_Exercise goal_
The lines from the start of the data through the line with "fn fmt(&self, f: &mut" are to be returned verbatim; all later lines are to be omitted.
Available data: Begin
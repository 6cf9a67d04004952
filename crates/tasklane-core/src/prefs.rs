use std::fmt;
use std::str::FromStr;

use anyhow::{Context, anyhow};
use tracing::{debug, warn};

use crate::kv::KvStore;

const THEME_STORAGE_KEY: &str = "theme";

#[derive(Debug, Clone, Copy, PartialEq, Eq, Default)]
pub enum Theme {
    #[default]
    Light,
    Dark,
}

impl Theme {
    pub fn storage_value(self) -> &'static str {
        match self {
            Theme::Light => "light",
            Theme::Dark => "dark",
        }
    }
}

impl fmt::Display for Theme {
    fn fmt(&self, f: &mut fmt::Formatter<'_>) -> fmt::Result {
        f.write_str(self.storage_value())
    }
}

impl FromStr for Theme {
    type Err = anyhow::Error;

    fn from_str(s: &str) -> Result<Self, Self::Err> {
        match s.trim().to_ascii_lowercase().as_str() {
            "light" => Ok(Theme::Light),
            "dark" => Ok(Theme::Dark),
            other => Err(anyhow!("unknown theme: {other}")),
        }
    }
}

#[derive(Debug, Clone)]
pub struct PreferenceStore<K: KvStore> {
    kv: K,
}

impl<K: KvStore> PreferenceStore<K> {
    pub fn new(kv: K) -> Self {
        Self { kv }
    }

    #[tracing::instrument(skip(self))]
    pub fn theme(&self) -> anyhow::Result<Theme> {
        let stored = self
            .kv
            .get(THEME_STORAGE_KEY)
            .context("failed to read theme preference")?;

        match stored.as_deref().map(str::parse::<Theme>) {
            None => Ok(Theme::default()),
            Some(Ok(theme)) => Ok(theme),
            Some(Err(err)) => {
                warn!(error = %err, "stored theme unrecognised; using default");
                Ok(Theme::default())
            }
        }
    }

    #[tracing::instrument(skip(self))]
    pub fn set_theme(&self, theme: Theme) -> anyhow::Result<()> {
        debug!(%theme, "saving theme preference");
        self.kv
            .set(THEME_STORAGE_KEY, theme.storage_value())
            .context("failed to save theme preference")
    }
}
Available data: End
_Solution to this task_
repository 6cf9a67d04004952
filename crates/tasklane-core/src/prefs.rs
use std::fmt;
use std::str::FromStr;

use anyhow::{Context, anyhow};
use tracing::{debug, warn};

use crate::kv::KvStore;

const THEME_STORAGE_KEY: &str = "theme";

#[derive(Debug, Clone, Copy, PartialEq, Eq, Default)]
pub enum Theme {
    #[default]
    Light,
    Dark,
}

impl Theme {
    pub fn storage_value(self) -> &'static str {
        match self {
            Theme::Light => "light",
            Theme::Dark => "dark",
        }
    }
}

impl fmt::Display for Theme {
    fn fmt(&self, f: &mut fmt::Formatter<'_>) -> fmt::Result {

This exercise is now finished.